Lines below starting with the line with "complete OpenFlow frames." and going on through the line with "the send path" must be output exactly; the rest of the records must be left out.

▸ **Exercise input**:
....
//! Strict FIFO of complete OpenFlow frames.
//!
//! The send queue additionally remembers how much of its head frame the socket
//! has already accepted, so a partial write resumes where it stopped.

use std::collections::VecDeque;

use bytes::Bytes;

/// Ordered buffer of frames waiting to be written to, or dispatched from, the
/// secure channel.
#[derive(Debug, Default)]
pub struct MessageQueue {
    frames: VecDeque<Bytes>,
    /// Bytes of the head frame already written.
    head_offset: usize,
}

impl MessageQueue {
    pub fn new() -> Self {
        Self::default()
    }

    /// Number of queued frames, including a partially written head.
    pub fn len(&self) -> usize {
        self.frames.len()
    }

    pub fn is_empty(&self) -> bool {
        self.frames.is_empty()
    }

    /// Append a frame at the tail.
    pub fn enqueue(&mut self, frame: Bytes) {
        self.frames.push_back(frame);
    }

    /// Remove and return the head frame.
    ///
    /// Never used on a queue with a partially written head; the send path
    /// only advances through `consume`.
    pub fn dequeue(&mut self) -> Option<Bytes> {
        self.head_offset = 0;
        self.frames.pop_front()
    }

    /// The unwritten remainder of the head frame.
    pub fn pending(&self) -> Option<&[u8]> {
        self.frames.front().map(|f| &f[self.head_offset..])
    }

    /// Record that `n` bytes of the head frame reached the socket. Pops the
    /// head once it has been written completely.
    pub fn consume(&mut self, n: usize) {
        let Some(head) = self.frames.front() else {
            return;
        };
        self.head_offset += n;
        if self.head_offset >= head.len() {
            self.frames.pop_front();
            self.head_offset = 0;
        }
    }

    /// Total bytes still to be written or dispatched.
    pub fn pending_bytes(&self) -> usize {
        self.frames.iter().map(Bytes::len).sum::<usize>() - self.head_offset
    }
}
....
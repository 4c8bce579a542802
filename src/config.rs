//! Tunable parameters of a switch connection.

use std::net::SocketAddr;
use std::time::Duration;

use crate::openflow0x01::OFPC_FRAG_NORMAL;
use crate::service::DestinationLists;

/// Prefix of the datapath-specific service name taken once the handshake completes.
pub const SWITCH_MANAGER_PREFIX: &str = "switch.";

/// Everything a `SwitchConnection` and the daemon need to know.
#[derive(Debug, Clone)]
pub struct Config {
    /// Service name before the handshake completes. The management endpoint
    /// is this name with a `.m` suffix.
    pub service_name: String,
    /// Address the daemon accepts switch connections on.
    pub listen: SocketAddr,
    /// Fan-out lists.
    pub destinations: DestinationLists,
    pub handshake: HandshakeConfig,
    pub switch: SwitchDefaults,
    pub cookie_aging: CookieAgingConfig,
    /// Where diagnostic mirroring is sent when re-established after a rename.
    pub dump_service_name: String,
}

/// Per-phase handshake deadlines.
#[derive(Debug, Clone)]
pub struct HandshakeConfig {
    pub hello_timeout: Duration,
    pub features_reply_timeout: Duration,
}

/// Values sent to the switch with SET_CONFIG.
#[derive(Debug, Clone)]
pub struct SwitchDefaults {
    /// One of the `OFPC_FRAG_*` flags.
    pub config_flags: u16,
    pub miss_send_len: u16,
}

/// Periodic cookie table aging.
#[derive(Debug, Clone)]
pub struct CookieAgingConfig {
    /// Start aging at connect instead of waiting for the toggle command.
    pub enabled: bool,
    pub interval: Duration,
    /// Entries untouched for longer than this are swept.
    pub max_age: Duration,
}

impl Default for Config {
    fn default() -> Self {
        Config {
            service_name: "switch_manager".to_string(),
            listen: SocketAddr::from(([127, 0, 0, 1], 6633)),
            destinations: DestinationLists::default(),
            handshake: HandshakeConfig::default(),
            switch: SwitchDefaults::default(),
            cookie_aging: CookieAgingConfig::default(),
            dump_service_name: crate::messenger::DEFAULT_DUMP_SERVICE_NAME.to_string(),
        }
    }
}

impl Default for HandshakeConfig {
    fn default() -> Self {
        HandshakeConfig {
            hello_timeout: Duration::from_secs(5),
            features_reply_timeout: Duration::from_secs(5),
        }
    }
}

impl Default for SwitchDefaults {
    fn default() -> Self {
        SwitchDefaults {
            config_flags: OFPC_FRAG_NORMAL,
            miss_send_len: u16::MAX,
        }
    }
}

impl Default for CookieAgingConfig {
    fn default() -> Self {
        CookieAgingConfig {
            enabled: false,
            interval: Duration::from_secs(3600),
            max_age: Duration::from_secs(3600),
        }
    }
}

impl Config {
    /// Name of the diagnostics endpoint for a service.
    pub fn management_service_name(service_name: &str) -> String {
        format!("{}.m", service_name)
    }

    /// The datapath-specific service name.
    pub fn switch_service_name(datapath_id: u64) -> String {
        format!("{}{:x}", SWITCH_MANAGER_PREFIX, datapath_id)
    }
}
....
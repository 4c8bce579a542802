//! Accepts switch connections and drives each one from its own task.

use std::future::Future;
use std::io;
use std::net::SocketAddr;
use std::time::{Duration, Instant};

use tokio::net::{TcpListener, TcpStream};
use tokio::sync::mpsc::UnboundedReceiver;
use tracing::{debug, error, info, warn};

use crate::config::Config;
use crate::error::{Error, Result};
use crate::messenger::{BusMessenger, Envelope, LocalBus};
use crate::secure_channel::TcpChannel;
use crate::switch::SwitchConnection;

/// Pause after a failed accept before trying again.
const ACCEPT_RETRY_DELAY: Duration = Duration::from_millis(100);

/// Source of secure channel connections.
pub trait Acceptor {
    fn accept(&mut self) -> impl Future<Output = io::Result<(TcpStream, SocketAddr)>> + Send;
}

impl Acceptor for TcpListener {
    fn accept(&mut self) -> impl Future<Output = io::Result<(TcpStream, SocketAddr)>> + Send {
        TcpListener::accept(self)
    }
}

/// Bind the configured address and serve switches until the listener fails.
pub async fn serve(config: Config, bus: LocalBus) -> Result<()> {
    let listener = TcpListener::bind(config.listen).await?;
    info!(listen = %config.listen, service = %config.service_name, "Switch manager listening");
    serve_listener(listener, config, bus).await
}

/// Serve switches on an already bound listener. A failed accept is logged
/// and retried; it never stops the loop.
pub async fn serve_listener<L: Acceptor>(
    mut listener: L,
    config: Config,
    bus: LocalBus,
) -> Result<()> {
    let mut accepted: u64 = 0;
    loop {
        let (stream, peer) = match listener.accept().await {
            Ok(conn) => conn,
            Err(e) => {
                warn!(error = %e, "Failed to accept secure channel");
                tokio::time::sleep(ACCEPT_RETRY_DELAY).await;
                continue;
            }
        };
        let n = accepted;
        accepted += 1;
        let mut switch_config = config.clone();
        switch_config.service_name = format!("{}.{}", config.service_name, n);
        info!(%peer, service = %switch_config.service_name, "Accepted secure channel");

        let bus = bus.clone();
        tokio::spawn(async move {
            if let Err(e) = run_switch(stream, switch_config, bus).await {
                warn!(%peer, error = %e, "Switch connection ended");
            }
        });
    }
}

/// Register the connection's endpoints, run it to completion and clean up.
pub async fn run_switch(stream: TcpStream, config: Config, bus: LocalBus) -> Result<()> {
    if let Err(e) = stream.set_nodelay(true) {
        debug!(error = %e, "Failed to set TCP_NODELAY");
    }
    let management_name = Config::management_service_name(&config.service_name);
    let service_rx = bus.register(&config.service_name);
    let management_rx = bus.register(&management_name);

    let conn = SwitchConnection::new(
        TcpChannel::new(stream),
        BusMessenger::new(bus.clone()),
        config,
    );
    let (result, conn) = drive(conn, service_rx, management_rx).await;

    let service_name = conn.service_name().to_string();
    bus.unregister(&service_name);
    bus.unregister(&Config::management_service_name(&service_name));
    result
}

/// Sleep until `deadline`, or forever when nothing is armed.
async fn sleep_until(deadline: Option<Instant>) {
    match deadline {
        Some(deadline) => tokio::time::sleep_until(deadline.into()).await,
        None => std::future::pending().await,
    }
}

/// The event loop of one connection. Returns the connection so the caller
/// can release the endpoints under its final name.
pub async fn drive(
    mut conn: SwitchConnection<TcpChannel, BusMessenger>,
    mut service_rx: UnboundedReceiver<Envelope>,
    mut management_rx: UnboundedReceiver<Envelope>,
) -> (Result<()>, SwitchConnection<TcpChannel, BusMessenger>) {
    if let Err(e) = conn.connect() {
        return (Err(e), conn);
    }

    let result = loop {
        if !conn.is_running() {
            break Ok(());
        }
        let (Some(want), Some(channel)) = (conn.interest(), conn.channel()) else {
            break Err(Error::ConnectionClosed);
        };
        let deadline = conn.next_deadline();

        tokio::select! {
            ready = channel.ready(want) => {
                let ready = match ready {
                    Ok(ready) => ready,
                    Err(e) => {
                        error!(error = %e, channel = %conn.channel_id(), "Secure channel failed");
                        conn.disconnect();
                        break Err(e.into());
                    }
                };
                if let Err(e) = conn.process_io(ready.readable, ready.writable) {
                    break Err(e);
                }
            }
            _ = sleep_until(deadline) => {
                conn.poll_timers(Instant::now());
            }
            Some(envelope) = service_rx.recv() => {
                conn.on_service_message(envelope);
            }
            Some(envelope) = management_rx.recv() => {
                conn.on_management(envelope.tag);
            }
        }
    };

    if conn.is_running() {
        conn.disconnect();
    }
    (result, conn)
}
....
▸ **Response to the task**:
//! Strict FIFO of complete OpenFlow frames.
//!
//! The send queue additionally remembers how much of its head frame the socket
//! has already accepted, so a partial write resumes where it stopped.

use std::collections::VecDeque;

use bytes::Bytes;

/// Ordered buffer of frames waiting to be written to, or dispatched from, the
/// secure channel.
#[derive(Debug, Default)]
pub struct MessageQueue {
    frames: VecDeque<Bytes>,
    /// Bytes of the head frame already written.
    head_offset: usize,
}

impl MessageQueue {
    pub fn new() -> Self {
        Self::default()
    }

    /// Number of queued frames, including a partially written head.
    pub fn len(&self) -> usize {
        self.frames.len()
    }

    pub fn is_empty(&self) -> bool {
        self.frames.is_empty()
    }

    /// Append a frame at the tail.
    pub fn enqueue(&mut self, frame: Bytes) {
        self.frames.push_back(frame);
    }

    /// Remove and return the head frame.
    ///
    /// Never used on a queue with a partially written head; the send path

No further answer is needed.